(Records from a data collection)
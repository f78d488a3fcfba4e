//! Publish lifecycle
//!
//! `publish` claims the service record and schedules construction on the
//! worker pool; the task commits exactly one terminal status:
//!
//! ```text
//! Publishing --construct+register--> PublishSuccess
//!            --invalid setting | pool full | error | timeout--> PublishFailed
//! ```
//!
//! Republishing a `PublishSuccess` service keeps the live setting and table
//! answering queries. The new setting waits as pending and the new table is
//! staged; both replace the live ones only once the success is committed. A
//! failed republish leaves the service as it was.

use std::sync::Arc;
use std::time::Duration;

use pir_core::{PirError, Result, ServiceSetting};
use tokio::task::JoinHandle;

use crate::artifacts::ArtifactStore;
use crate::constructor::DatasetConstructor;
use crate::registry::ServiceRegistry;
use crate::store::{PublishClaim, PublishStatus, PublishedServiceInfo, ServiceStore, StoreError};
use crate::worker::WorkerPool;

const SUCCESS_MSG: &str = "success";

/// Status writes attempted before a commit is given up.
const COMMIT_ATTEMPTS: u32 = 3;
const COMMIT_BACKOFF: Duration = Duration::from_millis(100);

fn failure_message(service_id: &str, cause: impl std::fmt::Display) -> String {
    format!("Publish PIR service {} failed for {}", service_id, cause)
}

/// Handle on a scheduled publish.
#[derive(Debug)]
pub struct PublishTask {
    service_id: String,
    handle: JoinHandle<PublishStatus>,
}

impl PublishTask {
    pub fn service_id(&self) -> &str {
        &self.service_id
    }

    /// Wait for the outcome of this publish.
    ///
    /// `PublishSuccess` only when that status was stored. A failed republish
    /// reports `PublishFailed` while the record keeps serving as before.
    pub async fn wait(self) -> PublishStatus {
        match self.handle.await {
            Ok(status) => status,
            Err(e) => {
                tracing::error!(service_id = %self.service_id, error = %e, "Publish task aborted");
                PublishStatus::PublishFailed
            }
        }
    }
}

#[derive(Debug)]
pub enum PublishOutcome {
    /// Construction scheduled
    Accepted(PublishTask),
    /// Not scheduled; the reason is also the stored status message unless
    /// another publish was in flight
    Rejected(String),
}

impl PublishOutcome {
    pub fn is_accepted(&self) -> bool {
        matches!(self, Self::Accepted(_))
    }
}

/// Everything a publish task needs, owned so it can move onto the pool.
#[derive(Clone)]
struct PublishJob {
    services: Arc<dyn ServiceStore>,
    constructor: Arc<DatasetConstructor>,
    artifacts: Arc<ArtifactStore>,
    registry: Arc<ServiceRegistry>,
    timeout: Duration,
}

impl PublishJob {
    async fn run(self, service_id: String, setting: ServiceSetting) -> PublishStatus {
        let work = async {
            let table = self.constructor.construct(&service_id, &setting).await?;
            self.registry
                .register_service(&service_id)
                .await
                .map_err(|e| PirError::construction(e.to_string()))?;
            Ok::<_, PirError>(table)
        };

        let result = match tokio::time::timeout(self.timeout, work).await {
            Ok(result) => result,
            Err(_) => Err(PirError::construction(format!(
                "construction timed out after {}s",
                self.timeout.as_secs()
            ))),
        };

        let table = match result {
            Ok(table) => table,
            Err(e) => {
                tracing::warn!(
                    service_id = %service_id,
                    dataset_id = %setting.dataset_id,
                    error = %e,
                    "Publish PIR service failed"
                );
                self.constructor.discard(&service_id).await;
                let message = failure_message(&service_id, &e);
                let status = PublishStatus::PublishFailed;
                if let Err(e) = commit(&*self.services, &service_id, status, &message).await {
                    log_lost_commit(&service_id, status, &e);
                }
                return PublishStatus::PublishFailed;
            }
        };

        let status = PublishStatus::PublishSuccess;
        if let Err(e) = commit(&*self.services, &service_id, status, SUCCESS_MSG).await {
            log_lost_commit(&service_id, status, &e);
            self.constructor.discard(&service_id).await;
            return PublishStatus::PublishFailed;
        }

        self.artifacts.install(table);
        if let Err(e) = self.constructor.promote(&service_id).await {
            tracing::error!(
                service_id = %service_id,
                error = %e,
                "Failed to persist published table, it will not survive a restart"
            );
        }
        tracing::info!(
            service_id = %service_id,
            dataset_id = %setting.dataset_id,
            "Publish PIR service success"
        );
        PublishStatus::PublishSuccess
    }
}

/// Single terminal status write, retried on transient store errors.
async fn commit(
    services: &dyn ServiceStore,
    service_id: &str,
    status: PublishStatus,
    message: &str,
) -> std::result::Result<PublishedServiceInfo, StoreError> {
    let mut attempt = 1;
    loop {
        match services.finish_publish(service_id, status, message).await {
            Ok(info) => return Ok(info),
            Err(e) if attempt < COMMIT_ATTEMPTS && !matches!(e, StoreError::NotFound(_)) => {
                tracing::warn!(
                    service_id = %service_id,
                    status = %status,
                    attempt,
                    error = %e,
                    "Retrying publish status commit"
                );
                tokio::time::sleep(COMMIT_BACKOFF * attempt).await;
                attempt += 1;
            }
            Err(e) => return Err(e),
        }
    }
}

fn log_lost_commit(service_id: &str, status: PublishStatus, error: &StoreError) {
    tracing::error!(
        service_id = %service_id,
        status = %status,
        error = %error,
        "Failed to commit publish status, the record is failed on next startup"
    );
}

/// Publishes services and tracks their status.
pub struct LifecycleManager {
    agency: String,
    pool: Arc<WorkerPool>,
    job: PublishJob,
}

impl LifecycleManager {
    pub fn new(
        agency: impl Into<String>,
        services: Arc<dyn ServiceStore>,
        constructor: Arc<DatasetConstructor>,
        artifacts: Arc<ArtifactStore>,
        registry: Arc<ServiceRegistry>,
        pool: Arc<WorkerPool>,
        publish_timeout: Duration,
    ) -> Self {
        Self {
            agency: agency.into(),
            pool,
            job: PublishJob {
                services,
                constructor,
                artifacts,
                registry,
                timeout: publish_timeout,
            },
        }
    }

    /// Claim `service_id` for a publish of `setting` and schedule its construction.
    pub async fn publish(
        &self,
        service_id: &str,
        setting: ServiceSetting,
    ) -> Result<PublishOutcome> {
        if service_id.trim().is_empty() {
            return Err(PirError::validation("Must define the serviceId"));
        }
        let services = &self.job.services;
        let config = setting.serialize()?;
        let claim = services
            .begin_publish(&PublishedServiceInfo::publishing(service_id, &self.agency, config))
            .await?;
        if claim == PublishClaim::InProgress {
            return Ok(PublishOutcome::Rejected(format!(
                "The service {} is already publishing",
                service_id
            )));
        }

        tracing::info!(
            service_id = %service_id,
            dataset_id = %setting.dataset_id,
            republish = claim == PublishClaim::Staged,
            "Publish PIR service"
        );

        if let Err(e) = setting.check() {
            let message = failure_message(service_id, &e);
            commit(&**services, service_id, PublishStatus::PublishFailed, &message).await?;
            return Ok(PublishOutcome::Rejected(message));
        }

        let job = self.job.clone();
        let task = job.run(service_id.to_string(), setting);
        match self.pool.submit(task) {
            Ok(handle) => Ok(PublishOutcome::Accepted(PublishTask {
                service_id: service_id.to_string(),
                handle,
            })),
            Err(e) => {
                let message = failure_message(service_id, &e);
                commit(&**services, service_id, PublishStatus::PublishFailed, &message).await?;
                Ok(PublishOutcome::Rejected(message))
            }
        }
    }

    pub async fn status(&self, service_id: &str) -> Result<Option<PublishedServiceInfo>> {
        Ok(self.job.services.get(service_id).await?)
    }

    /// Fail publishes left uncommitted by a previous process.
    pub async fn recover_interrupted(&self) -> Result<usize> {
        let stale: Vec<PublishedServiceInfo> = self
            .job
            .services
            .list(&self.agency, None)
            .await?
            .into_iter()
            .filter(PublishedServiceInfo::is_publishing)
            .collect();
        for info in &stale {
            let message = failure_message(&info.service_id, "interrupted by restart");
            self.job.constructor.discard(&info.service_id).await;
            commit(
                &*self.job.services,
                &info.service_id,
                PublishStatus::PublishFailed,
                &message,
            )
            .await?;
        }
        Ok(stale.len())
    }
}

impl std::fmt::Debug for LifecycleManager {
    fn fmt(&self, f: &mut std::fmt::Formatter<'_>) -> std::fmt::Result {
        f.debug_struct("LifecycleManager")
            .field("agency", &self.agency)
            .field("pool", &self.pool)
            .field("timeout", &self.job.timeout)
            .finish()
    }
}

Problem to solve:
From the records above, pull out every line containing the word "DatasetConstructor".

Worked solution:
use crate::constructor::DatasetConstructor;
    constructor: Arc<DatasetConstructor>,
        constructor: Arc<DatasetConstructor>,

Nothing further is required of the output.